My Lords, I am very glad indeed to have the opportunity from these Benches of congratulating the Government wholeheartedly on the piece of legislation which is before the House this afternoon. There is no doubt at all that it is a very great improvement on the many previous attempts that have been made to introduce legislation against discrimination on grounds of sex. Those of us who have been concerned with previous efforts must particularly appreciate the amount of work and thought that has gone into the measure which is before your Lordships' House today. I would particularly welcome certain of the changes which the Government have introduced, and, although I have not yet had the opportunity of seeing the Amendments which the Government propose to introduce later, I believe, from what the noble Lord, Lord Harris of Greenwich, has said, that some of them will be a further advance in the policy embodied in this Bill.

In particular, I am glad that there is an enlargement of the scope of the legislation. Previous proposed Bills have said that discrimination should be banned in the fields of education, training and employment. All of us who have discussed this subject have felt that this left out a number of matters of very great importance to women, and I hope that with the extension of the scope of the legislation we have now done for ever with the disadvantages and idiocies that have affected women in the areas of finance, mortgages, housing and the many other ridiculous examples of discrimination which have on previous occasions been brought to the attention of your Lordships. I am also very glad about the realism in this legislation. We are dealing here with a very complicated and subtle matter, and merely to legislate against discrimination without taking account of the real facts of the present scene would not get us very far.

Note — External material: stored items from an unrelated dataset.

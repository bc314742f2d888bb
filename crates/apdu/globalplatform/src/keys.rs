//! Key material for GlobalPlatform secure channels
//!
//! A [`KeySet`] carries the ENC/MAC/KEK triple of a card key set, plus the
//! derived R-MAC key on SCP02 session sets. Keys are 16 bytes and are used
//! as 2-key 3DES keys (K1‖K2 with K3 = K1) or as single DES via K1 alone.

use std::fmt;

use zeroize::Zeroize;

use crate::constants::DEFAULT_KEY;
use crate::crypto;
use crate::{Error, Result};

/// Key length in bytes
pub const KEY_LEN: usize = 16;

/// A 16-byte symmetric key
#[derive(Clone, PartialEq, Eq, Zeroize)]
#[zeroize(drop)]
pub struct Key([u8; KEY_LEN]);

impl Key {
    /// Create a key from its raw bytes
    pub const fn new(bytes: [u8; KEY_LEN]) -> Self {
        Self(bytes)
    }

    /// Create a key from a slice, validating its length
    pub fn from_slice(bytes: &[u8]) -> Result<Self> {
        let bytes: [u8; KEY_LEN] = bytes
            .try_into()
            .map_err(|_| Error::InvalidArgument("key must be 16 bytes"))?;
        Ok(Self(bytes))
    }

    /// The raw key bytes
    pub const fn as_bytes(&self) -> &[u8; KEY_LEN] {
        &self.0
    }

    /// The 24-byte 3DES expansion K1‖K2‖K1
    pub fn as_tdes(&self) -> [u8; 24] {
        let mut expanded = [0u8; 24];
        expanded[..16].copy_from_slice(&self.0);
        expanded[16..].copy_from_slice(&self.0[..8]);
        expanded
    }

    /// The single-DES view: K1
    pub fn as_des(&self) -> [u8; 8] {
        let mut k1 = [0u8; 8];
        k1.copy_from_slice(&self.0[..8]);
        k1
    }
}

impl fmt::Debug for Key {
    fn fmt(&self, f: &mut fmt::Formatter<'_>) -> fmt::Result {
        // Never leak key material through logs
        write!(f, "Key(..)")
    }
}

/// The role a key plays inside a key set
#[derive(Debug, Clone, Copy, PartialEq, Eq, Hash)]
pub enum KeyType {
    /// Command encryption (and cryptogram) key
    Enc,
    /// Command MAC key
    Mac,
    /// Key encryption key
    Kek,
    /// Response MAC key (SCP02 session sets only)
    Rmac,
}

impl KeyType {
    /// Key identifier used inside diversification derivation data
    pub const fn derivation_id(self) -> u8 {
        match self {
            Self::Enc => 0x01,
            Self::Mac => 0x02,
            Self::Kek => 0x03,
            Self::Rmac => 0x04,
        }
    }
}

/// Master key diversification scheme
#[derive(Debug, Clone, Copy, PartialEq, Eq, Default)]
pub enum Diversification {
    /// Keys are used as-is
    #[default]
    None,
    /// EMV CPS 1.1 derivation
    Emv,
    /// VISA2 derivation
    Visa2,
    /// KDF3 derivation (SCP03 family; not supported here)
    Kdf3,
}

/// A GlobalPlatform key set: ENC/MAC/KEK triple with version and id
#[derive(Clone)]
pub struct KeySet {
    version: u8,
    id: u8,
    diversification: Diversification,
    derived: bool,
    enc: Key,
    mac: Key,
    kek: Key,
    rmac: Option<Key>,
}

impl KeySet {
    /// Create a key set from its three keys
    pub fn new(version: u8, id: u8, enc: Key, mac: Key, kek: Key) -> Result<Self> {
        if id > 0x7F {
            return Err(Error::InvalidArgument("key id must be 0..=127"));
        }
        Ok(Self {
            version,
            id,
            diversification: Diversification::None,
            derived: false,
            enc,
            mac,
            kek,
            rmac: None,
        })
    }

    /// Create a key set using one key for all three roles
    pub fn from_single(version: u8, id: u8, key: Key) -> Result<Self> {
        Self::new(version, id, key.clone(), key.clone(), key)
    }

    /// Select the diversification scheme for this master key set
    pub const fn with_diversification(mut self, diversification: Diversification) -> Self {
        self.diversification = diversification;
        self
    }

    /// Key set version (0 and 255 mean "any/default")
    pub const fn version(&self) -> u8 {
        self.version
    }

    /// Key set id
    pub const fn id(&self) -> u8 {
        self.id
    }

    /// The configured diversification scheme
    pub const fn diversification(&self) -> Diversification {
        self.diversification
    }

    /// Whether `diversify` has already been applied
    pub const fn is_derived(&self) -> bool {
        self.derived
    }

    /// Whether this key set still requires diversification before use
    pub fn needs_diversity(&self) -> bool {
        self.diversification != Diversification::None && !self.derived
    }

    /// Look up a key by role
    pub const fn key(&self, key_type: KeyType) -> Option<&Key> {
        match key_type {
            KeyType::Enc => Some(&self.enc),
            KeyType::Mac => Some(&self.mac),
            KeyType::Kek => Some(&self.kek),
            KeyType::Rmac => self.rmac.as_ref(),
        }
    }

    /// Look up a key as its 24-byte 3DES expansion
    pub fn key_3des(&self, key_type: KeyType) -> Option<[u8; 24]> {
        self.key(key_type).map(Key::as_tdes)
    }

    /// Look up a key as its single-DES K1 half
    pub fn key_des(&self, key_type: KeyType) -> Option<[u8; 8]> {
        self.key(key_type).map(Key::as_des)
    }

    /// The command encryption key
    pub const fn enc(&self) -> &Key {
        &self.enc
    }

    /// The command MAC key
    pub const fn mac(&self) -> &Key {
        &self.mac
    }

    /// The key encryption key
    pub const fn kek(&self) -> &Key {
        &self.kek
    }

    /// The response MAC key, present on SCP02 session sets
    pub const fn rmac(&self) -> Option<&Key> {
        self.rmac.as_ref()
    }

    pub(crate) fn set_rmac(&mut self, rmac: Key) {
        self.rmac = Some(rmac);
    }

    pub(crate) const fn set_version(&mut self, version: u8) {
        self.version = version;
    }

    /// Diversify the master keys in place from the 28-byte
    /// INITIALIZE UPDATE response.
    ///
    /// Only the first ten bytes (the key diversification data) are used.
    /// May be applied at most once, and only to a default key set
    /// (version 0 or 255).
    pub fn diversify(&mut self, response: &[u8; 28]) -> Result<()> {
        if self.derived {
            return Err(Error::InvalidArgument("key set already diversified"));
        }
        if self.version != 0 && self.version != 0xFF {
            return Err(Error::InvalidArgument(
                "only default key sets can be diversified",
            ));
        }

        let mut kdd = [0u8; 10];
        kdd.copy_from_slice(&response[..10]);
        let fill: fn(&[u8; 10], KeyType) -> [u8; 16] = match self.diversification {
            Diversification::None => return Ok(()),
            Diversification::Emv => fill_emv,
            Diversification::Visa2 => fill_visa2,
            Diversification::Kdf3 => {
                return Err(Error::Unsupported("KDF3 diversification"));
            }
        };

        for key_type in [KeyType::Enc, KeyType::Mac, KeyType::Kek] {
            let data = fill(&kdd, key_type);
            let master = match key_type {
                KeyType::Enc => &self.enc,
                KeyType::Mac => &self.mac,
                _ => &self.kek,
            };
            let derived = Key::from_slice(&crypto::encrypt_3des_ecb(master, &data))?;
            match key_type {
                KeyType::Enc => self.enc = derived,
                KeyType::Mac => self.mac = derived,
                _ => self.kek = derived,
            }
        }
        self.derived = true;
        Ok(())
    }
}

impl Default for KeySet {
    /// The 40..4F development key for all three roles, version 0, id 0
    fn default() -> Self {
        Self::from_single(0, 0, Key::new(DEFAULT_KEY)).expect("valid id")
    }
}

impl fmt::Debug for KeySet {
    fn fmt(&self, f: &mut fmt::Formatter<'_>) -> fmt::Result {
        f.debug_struct("KeySet")
            .field("version", &self.version)
            .field("id", &self.id)
            .field("diversification", &self.diversification)
            .field("derived", &self.derived)
            .field("rmac", &self.rmac.is_some())
            .finish()
    }
}

/// EMV CPS derivation input: kdd[4..10] ‖ F0 ‖ kt ‖ kdd[4..10] ‖ 0F ‖ kt
fn fill_emv(kdd: &[u8; 10], key_type: KeyType) -> [u8; 16] {
    let mut data = [0u8; 16];
    data[0..6].copy_from_slice(&kdd[4..10]);
    data[6] = 0xF0;
    data[7] = key_type.derivation_id();
    data[8..14].copy_from_slice(&kdd[4..10]);
    data[14] = 0x0F;
    data[15] = key_type.derivation_id();
    data
}

/// VISA2 derivation input: kdd[0..2] ‖ kdd[4..8] ‖ F0 ‖ kt ‖ kdd[0..2] ‖
/// kdd[4..8] ‖ 0F ‖ kt
fn fill_visa2(kdd: &[u8; 10], key_type: KeyType) -> [u8; 16] {
    let mut data = [0u8; 16];
    data[0..2].copy_from_slice(&kdd[0..2]);
    data[2..6].copy_from_slice(&kdd[4..8]);
    data[6] = 0xF0;
    data[7] = key_type.derivation_id();
    data[8..10].copy_from_slice(&kdd[0..2]);
    data[10..14].copy_from_slice(&kdd[4..8]);
    data[14] = 0x0F;
    data[15] = key_type.derivation_id();
    data
}

#[cfg(test)]
mod tests {
    use super::*;
    use hex_literal::hex;

    #[test]
    fn test_key_views() {
        let key = Key::new(hex!("404142434445464748494A4B4C4D4E4F"));
        assert_eq!(key.as_des(), hex!("4041424344454647"));
        assert_eq!(
            key.as_tdes(),
            hex!("404142434445464748494A4B4C4D4E4F4041424344454647")
        );
    }

    #[test]
    fn test_default_key_set() {
        let keys = KeySet::default();
        assert_eq!(keys.version(), 0);
        assert_eq!(keys.id(), 0);
        assert_eq!(keys.enc().as_bytes(), &DEFAULT_KEY);
        assert!(keys.key(KeyType::Rmac).is_none());
        assert!(!keys.needs_diversity());
    }

    #[test]
    fn test_key_id_bounds() {
        assert!(KeySet::from_single(0, 0x80, Key::new(DEFAULT_KEY)).is_err());
    }

    #[test]
    fn test_diversification_fill_layouts() {
        let kdd = hex!("00 01 02 03 04 05 06 07 08 09");
        assert_eq!(
            fill_emv(&kdd, KeyType::Enc),
            hex!("04 05 06 07 08 09 F0 01 04 05 06 07 08 09 0F 01")
        );
        assert_eq!(
            fill_visa2(&kdd, KeyType::Kek),
            hex!("00 01 04 05 06 07 F0 03 00 01 04 05 06 07 0F 03")
        );
    }

    #[test]
    fn test_diversify_applied_once() {
        let response = [0u8; 28];
        let mut keys = KeySet::default().with_diversification(Diversification::Emv);
        assert!(keys.needs_diversity());

        let before = keys.enc().clone();
        keys.diversify(&response).unwrap();
        assert!(keys.is_derived());
        assert!(!keys.needs_diversity());
        assert_ne!(keys.enc(), &before);

        assert!(keys.diversify(&response).is_err());
    }

    #[test]
    fn test_diversify_requires_default_version() {
        let mut keys = KeySet::from_single(42, 0, Key::new(DEFAULT_KEY))
            .unwrap()
            .with_diversification(Diversification::Visa2);
        assert!(keys.diversify(&[0u8; 28]).is_err());
    }

    #[test]
    fn test_kdf3_unsupported() {
        let mut keys = KeySet::default().with_diversification(Diversification::Kdf3);
        assert!(matches!(
            keys.diversify(&[0u8; 28]),
            Err(Error::Unsupported(_))
        ));
    }
}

The two changes which particularly demonstrate this realism are, first, the indirect discrimination clause. Clause 1(1) (b) will mean that a great many cases which could have been maintained legally without this clause will now fall. It is true that there could have been the appearance of non-discrimination, but no reality of it unless it was required of employers—as this new clause now requires—that any differences in the conditions laid down must be justifiable and not merely applied equally to both men and women. For example, this will raise issues of seniority where women are often at a considerable disadvantage. A woman who has had a break in her period of employment and returns either to the same employer or, as frequently happens, to some other employer, would always be at a disadvantage where rigid seniority was always applied. In certain cases, it may be shown that seniority requirements are justifiable, but where this cannot be shown women will stand on all fours with men in competition for jobs which previously, by this provision alone, would have been barred to them.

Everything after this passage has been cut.